Payer ses courses avec une carte vitale de l’alimentation ? L’idée est loin d’être neuve en France, mais depuis que la pandémie a mis en lumière une insécurité alimentaire croissante et un système agroalimentaire qui peine à garantir une alimentation durable, saine et accessible pour tous, les initiatives se multiplient sur le territoire, comme à Montpellier dans l’Hérault ou à Cadenet dans le Vaucluse. C’est le cas également en Gironde, où le département, la ville de Bordeaux et le collectif Acclimat’action, qui prône «une alimentation durable et de qualité pour toutes et tous», planchent depuis janvier sur une expérimentation de Sécurité sociale de l’alimentation, qui devrait voir le jour en 2024.
Leur objectif commun : rendre possible et effectif le droit à l’alimentation, au nom de la dignité et de la justice sociale. «Il y a urgence à aider les gens à mieux se nourrir. On fera tout ce qui est en notre pouvoir pour que cette expérimentation aboutisse à une proposition politique structurante, qu’elle dépasse le cadre local pour servir l’intérêt général», plaide David Fimat, membre d’Acclimat’action. En France, une enquête du Centre de recherche pour l’étude et l’observation des conditions de vie publiée en mai révélait que 16 % des Français ne mangent pas à leur faim.
Concrètement, le dispositif donnerait accès à des produits conventionnés dans un réseau de distribution (épiceries sociale et solidaire, commerces de proximité, producteurs…) pour un montant d’environ 150 euros par mois et par personne. Le financement se baserait sur les cotisations sociales des bénéficiaires, «selon les moyens de chacun», dans un esprit solidaire. «Ça pourrait être une carte, un chèque prépayé, de la monnaie numérique… L’outil en lui-même reste à définir. L’expérience devrait durer un an et concerner un échantillon de 400 bénéficiaires», détaille Jean-Luc Gleyze, président socialiste du département.

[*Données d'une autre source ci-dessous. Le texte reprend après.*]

use indexmap::IndexMap;

use super::surface::BufferId;
use crate::display::FramebufferId;

pub const FRAMEBUFFER_CACHE_CAP: usize = 4;

/// Buffer identity -> controller framebuffer. Insertion order doubles as
/// eviction order. The framebuffer currently on screen is never evicted.
#[derive(Debug)]
pub struct FramebufferCache {
    entries: IndexMap<BufferId, FramebufferId>,
    cap: usize,
}

impl Default for FramebufferCache {
    fn default() -> Self {
        Self::with_cap(FRAMEBUFFER_CACHE_CAP)
    }
}

impl FramebufferCache {
    pub fn with_cap(cap: usize) -> Self {
        Self {
            entries: IndexMap::new(),
            cap: cap.max(1),
        }
    }

    pub fn len(&self) -> usize {
        self.entries.len()
    }

    pub fn get(&self, buffer: BufferId) -> Option<FramebufferId> {
        self.entries.get(&buffer).copied()
    }

    pub fn contains_framebuffer(&self, framebuffer: FramebufferId) -> bool {
        self.entries.values().any(|fb| *fb == framebuffer)
    }

    /// Inserts a new entry, first evicting so the cache never exceeds its
    /// cap. Returns the framebuffers that must be destroyed.
    pub fn insert(
        &mut self,
        buffer: BufferId,
        framebuffer: FramebufferId,
        current: Option<FramebufferId>,
    ) -> Vec<FramebufferId> {
        let evicted = self.evict_to(self.cap - 1, current);
        self.entries.insert(buffer, framebuffer);
        evicted
    }

    /// Evicts oldest-first until at most `cap` entries remain.
    pub fn evict_over_cap(
        &mut self,
        current: Option<FramebufferId>,
    ) -> Vec<FramebufferId> {
        self.evict_to(self.cap, current)
    }

    pub fn drain_except(
        &mut self,
        current: Option<FramebufferId>,
    ) -> Vec<FramebufferId> {
        self.evict_to(0, current)
    }

    pub fn drain_all(&mut self) -> Vec<FramebufferId> {
        self.entries.drain(..).map(|(_, fb)| fb).collect()
    }

    fn evict_to(
        &mut self,
        keep: usize,
        current: Option<FramebufferId>,
    ) -> Vec<FramebufferId> {
        let mut evicted = Vec::new();
        let mut index = 0;

        while self.entries.len() > keep && index < self.entries.len() {
            let is_current = self
                .entries
                .get_index(index)
                .is_some_and(|(_, fb)| Some(*fb) == current);

            if is_current {
                index += 1;
                continue;
            }

            if let Some((_, fb)) = self.entries.shift_remove_index(index) {
                evicted.push(fb);
            }
        }

        evicted
    }
}

#[cfg(test)]
mod tests {
    use super::*;

    fn fill(cache: &mut FramebufferCache, n: u64) {
        for i in 0..n {
            cache.insert(BufferId(i), FramebufferId(i as u32 + 100), None);
        }
    }

    #[test]
    fn insert_never_exceeds_cap() {
        let mut cache = FramebufferCache::default();
        fill(&mut cache, 4);
        assert_eq!(cache.len(), 4);

        let evicted =
            cache.insert(BufferId(9), FramebufferId(109), None);
        assert_eq!(evicted, vec![FramebufferId(100)]);
        assert_eq!(cache.len(), 4);
    }

    #[test]
    fn eviction_skips_current_framebuffer() {
        let mut cache = FramebufferCache::default();
        fill(&mut cache, 4);

        let evicted = cache.insert(
            BufferId(9),
            FramebufferId(109),
            Some(FramebufferId(100)),
        );
        assert_eq!(evicted, vec![FramebufferId(101)]);
        assert!(cache.contains_framebuffer(FramebufferId(100)));
    }

    #[test]
    fn drain_except_keeps_only_current() {
        let mut cache = FramebufferCache::default();
        fill(&mut cache, 4);

        let evicted = cache.drain_except(Some(FramebufferId(102)));
        assert_eq!(evicted.len(), 3);
        assert_eq!(cache.len(), 1);
        assert_eq!(cache.get(BufferId(2)), Some(FramebufferId(102)));
    }
}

Si les contours du projet restent encore à dessiner d’ici la fin de l’automne, quatre territoires tests ont déjà été retenus dans le département : Bordeaux, Bègles (commune limitrophe) et deux autres zones plus rurales, Captieux et Sainte-Foy-la-Grande. Dans chacune de ces communes, un comité de dix citoyens, constitué en grande majorité de personnes en situation de précarité et de gens engagés dans le secteur associatif, a pour mission de produire une charte de conventionnement pour répondre à ces grandes questions : types de produits, critères sanitaires, environnementaux, nutritionnels… Et côté gestion : financement, mode de prise de décision, mode de représentation, périmètre géographique… «Il n’y a pas eu de tirage au sort pour ces comités. On a cherché des volontaires et, pour sortir de l’entre-soi militant, on est aussi allés chercher des personnes qui avaient pu être déçues par d’autres expériences démocratiques, insiste David Fimat. Avec l’assurance, cette fois-ci, qu’ils seront partie prenante et auront un retour détaillé sur leurs actions.»